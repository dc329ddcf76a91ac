//! High-level bot client with session handling and offline fallbacks.

use chrono::Utc;
use vet_advice_core::models::{Language, PetSpecies, Urgency};

use crate::envelope::{parse_ack, parse_envelope, parse_json};
use crate::error::{BotError, BotResult};
use crate::transport::BotTransport;
use crate::types::{
    BotChatRequest, BotChatResponse, BotFeedback, BotHealthStatus, BotMetadata,
    BotTranslationRequest, BotTranslationResponse, HistoryData, SuggestionsData,
};

/// Default page size for [`BotClient::history`].
pub const DEFAULT_HISTORY_LIMIT: u32 = 10;

/// Provider name reported in fallback answers.
pub const FALLBACK_PROVIDER: &str = "Fallback System";

/// Client for the remote bot API.
///
/// Remembers the session id the service hands back so follow-up questions
/// land in the same conversation.
pub struct BotClient<T: BotTransport> {
    transport: T,
    session_id: Option<String>,
}

#[cfg(feature = "http")]
impl BotClient<crate::transport::HttpTransport> {
    /// Client over HTTP for the given configuration.
    pub fn http(config: &crate::config::BotConfig) -> Self {
        Self::new(crate::transport::HttpTransport::new(config))
    }
}

impl<T: BotTransport> BotClient<T> {
    pub fn new(transport: T) -> Self {
        Self {
            transport,
            session_id: None,
        }
    }

    // =========================================================================
    // Chat
    // =========================================================================

    /// Ask the bot a question. Never fails: any error yields a fallback answer.
    pub fn chat(&mut self, request: &BotChatRequest) -> BotChatResponse {
        match self.try_chat(request) {
            Ok(response) => response,
            Err(e) => {
                tracing::warn!(error = %e, species = %request.species, "bot chat failed, using fallback");
                self.fallback_response(request)
            }
        }
    }

    /// Ask the bot a question and surface any failure.
    pub fn try_chat(&mut self, request: &BotChatRequest) -> BotResult<BotChatResponse> {
        let mut payload = request.clone();
        payload.session_id = Some(
            request
                .session_id
                .clone()
                .or_else(|| self.session_id.clone())
                .unwrap_or_else(generate_session_id),
        );

        let body = self.transport.post("/chat/ask", &serde_json::to_value(&payload)?)?;
        let response: BotChatResponse = parse_envelope(&body)?;

        self.session_id = Some(response.session_id.clone());
        Ok(response)
    }

    fn fallback_response(&self, request: &BotChatRequest) -> BotChatResponse {
        BotChatResponse {
            conversation_id: format!("fallback-{}", Utc::now().timestamp_millis()),
            session_id: self
                .session_id
                .clone()
                .unwrap_or_else(generate_session_id),
            answer: format!(
                "I apologize, but the AI bot service is currently unavailable. For your {}'s \
                 health concern, please consult with a qualified veterinarian who can provide \
                 proper diagnosis and treatment. Your pet's health is important, and \
                 professional veterinary care is always the best option.",
                request.species.as_str().replace('_', " ")
            ),
            confidence: 0.0,
            language: request.language.unwrap_or(Language::En),
            urgency: Urgency::Medium,
            recommendations: vec![
                "Consult a veterinarian if this is urgent".into(),
                "Monitor your pet closely".into(),
                "Ensure your pet is comfortable".into(),
            ],
            follow_up: vec![
                "Is this an emergency?".into(),
                "How long have you noticed these symptoms?".into(),
            ],
            sources: Vec::new(),
            metadata: BotMetadata {
                processing_time: 0,
                ai_provider: FALLBACK_PROVIDER.into(),
                reasoning: "Bot service unavailable".into(),
                total_sources: 0,
            },
        }
    }

    // =========================================================================
    // Translation
    // =========================================================================

    /// Translate through the service. Failures are reported, not hidden.
    pub fn translate(&self, request: &BotTranslationRequest) -> BotResult<BotTranslationResponse> {
        let result = serde_json::to_value(request)
            .map_err(BotError::from)
            .and_then(|payload| self.transport.post("/chat/translate", &payload))
            .and_then(|body| parse_envelope::<BotTranslationResponse>(&body));

        result.map_err(|e| {
            tracing::warn!(error = %e, "bot translation failed");
            BotError::TranslationUnavailable(e.to_string())
        })
    }

    // =========================================================================
    // Suggestions, feedback, history
    // =========================================================================

    /// Suggested starter questions for a species.
    pub fn suggestions(&self, species: PetSpecies, language: Language) -> Vec<String> {
        let result = self
            .transport
            .get(
                &format!("/chat/suggestions/{}", species.as_str()),
                &[("language", language.code().to_string())],
            )
            .and_then(|body| parse_envelope::<SuggestionsData>(&body));

        match result {
            Ok(data) => data.suggestions,
            Err(e) => {
                tracing::warn!(error = %e, species = %species, "suggestions unavailable, using fallback");
                fallback_suggestions(species)
            }
        }
    }

    /// Send feedback on a conversation. Returns whether the service accepted it.
    pub fn submit_feedback(&self, feedback: &BotFeedback) -> bool {
        let result = serde_json::to_value(feedback)
            .map_err(BotError::from)
            .and_then(|payload| self.transport.post("/chat/feedback", &payload))
            .and_then(|body| parse_ack(&body));

        match result {
            Ok(()) => true,
            Err(e) => {
                tracing::warn!(error = %e, conversation = %feedback.conversation_id, "feedback not delivered");
                false
            }
        }
    }

    /// Recent conversations of the current session, newest as the service orders them.
    pub fn history(&self, limit: u32) -> Vec<serde_json::Value> {
        let Some(session_id) = &self.session_id else {
            return Vec::new();
        };

        let result = self
            .transport
            .get(
                &format!("/chat/history/{}", session_id),
                &[("limit", limit.to_string())],
            )
            .and_then(|body| parse_envelope::<HistoryData>(&body));

        match result {
            Ok(data) => data.conversations,
            Err(e) => {
                tracing::warn!(error = %e, "history unavailable");
                Vec::new()
            }
        }
    }

    // =========================================================================
    // Service info
    // =========================================================================

    /// Service health; a `down` status when the service cannot be reached.
    pub fn check_health(&self) -> BotHealthStatus {
        let result = self
            .transport
            .get("/health", &[])
            .and_then(|body| parse_json::<BotHealthStatus>(&body));

        result.unwrap_or_else(|e| {
            tracing::warn!(error = %e, "bot health check failed");
            BotHealthStatus::down()
        })
    }

    /// Medicines known to the service, as returned on the wire.
    pub fn medicines(
        &self,
        query: Option<&str>,
        species: Option<PetSpecies>,
    ) -> Vec<serde_json::Value> {
        let mut params = Vec::new();
        if let Some(query) = query {
            params.push(("query", query.to_string()));
        }
        if let Some(species) = species {
            params.push(("species", species.as_str().to_string()));
        }

        let result = self
            .transport
            .get("/medicines", &params)
            .and_then(|body| parse_envelope::<Vec<serde_json::Value>>(&body));

        result.unwrap_or_else(|e| {
            tracing::warn!(error = %e, "medicine list unavailable");
            Vec::new()
        })
    }

    /// Service analytics, if available.
    pub fn analytics(&self) -> Option<serde_json::Value> {
        let result = self
            .transport
            .get("/analytics/stats", &[])
            .and_then(|body| parse_envelope::<serde_json::Value>(&body));

        match result {
            Ok(stats) => Some(stats),
            Err(e) => {
                tracing::warn!(error = %e, "analytics unavailable");
                None
            }
        }
    }

    // =========================================================================
    // Session
    // =========================================================================

    pub fn session_id(&self) -> Option<&str> {
        self.session_id.as_deref()
    }

    pub fn set_session_id(&mut self, session_id: impl Into<String>) {
        self.session_id = Some(session_id.into());
    }

    pub fn clear_session(&mut self) {
        self.session_id = None;
    }

    /// Point the client at another service root.
    pub fn set_base_url(&mut self, base_url: &str) {
        self.transport.set_base_url(base_url);
    }

    pub fn transport(&self) -> &T {
        &self.transport
    }
}

/// A fresh session id (`session-<uuid>`).
pub fn generate_session_id() -> String {
    format!("session-{}", uuid::Uuid::new_v4())
}

/// Canned starter questions per species.
pub fn fallback_suggestions(species: PetSpecies) -> Vec<String> {
    let suggestions: [&str; 3] = match species {
        PetSpecies::Dog => [
            "My dog is not eating",
            "My dog is vomiting",
            "My dog has diarrhea",
        ],
        PetSpecies::Cat => [
            "My cat is hiding",
            "My cat is not using litter box",
            "My cat is coughing",
        ],
        PetSpecies::Bird => [
            "My bird is not singing",
            "My bird is plucking feathers",
            "My bird looks sick",
        ],
        PetSpecies::Rabbit => [
            "My rabbit is not eating",
            "My rabbit has soft stool",
            "My rabbit is lethargic",
        ],
        PetSpecies::Hamster => [
            "My hamster is not active",
            "My hamster has wet tail",
            "My hamster is losing weight",
        ],
        PetSpecies::GuineaPig => [
            "My guinea pig is wheezing",
            "My guinea pig has scurvy",
            "My guinea pig is not eating",
        ],
        PetSpecies::Fish => [
            "My fish is floating",
            "My fish has white spots",
            "My fish is not swimming",
        ],
        PetSpecies::Reptile => [
            "My reptile is not eating",
            "My reptile has shed problems",
            "My reptile is lethargic",
        ],
    };
    suggestions.iter().map(|s| s.to_string()).collect()
}

#[cfg(test)]
mod tests {
    use super::*;

    #[test]
    fn test_session_id_format() {
        let id = generate_session_id();
        assert!(id.starts_with("session-"));
        assert_ne!(id, generate_session_id());
    }

    #[test]
    fn test_fallback_suggestions_cover_all_species() {
        for species in PetSpecies::ALL {
            assert_eq!(fallback_suggestions(species).len(), 3, "{}", species);
        }
        assert_eq!(
            fallback_suggestions(PetSpecies::GuineaPig)[0],
            "My guinea pig is wheezing"
        );
    }
}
····················
--- Your task ---
Every line in the records that holds the word "BotResult" should be copied into the answer.

--- Exercise solution ---
use crate::error::{BotError, BotResult};
    pub fn try_chat(&mut self, request: &BotChatRequest) -> BotResult<BotChatResponse> {
    pub fn translate(&self, request: &BotTranslationRequest) -> BotResult<BotTranslationResponse> {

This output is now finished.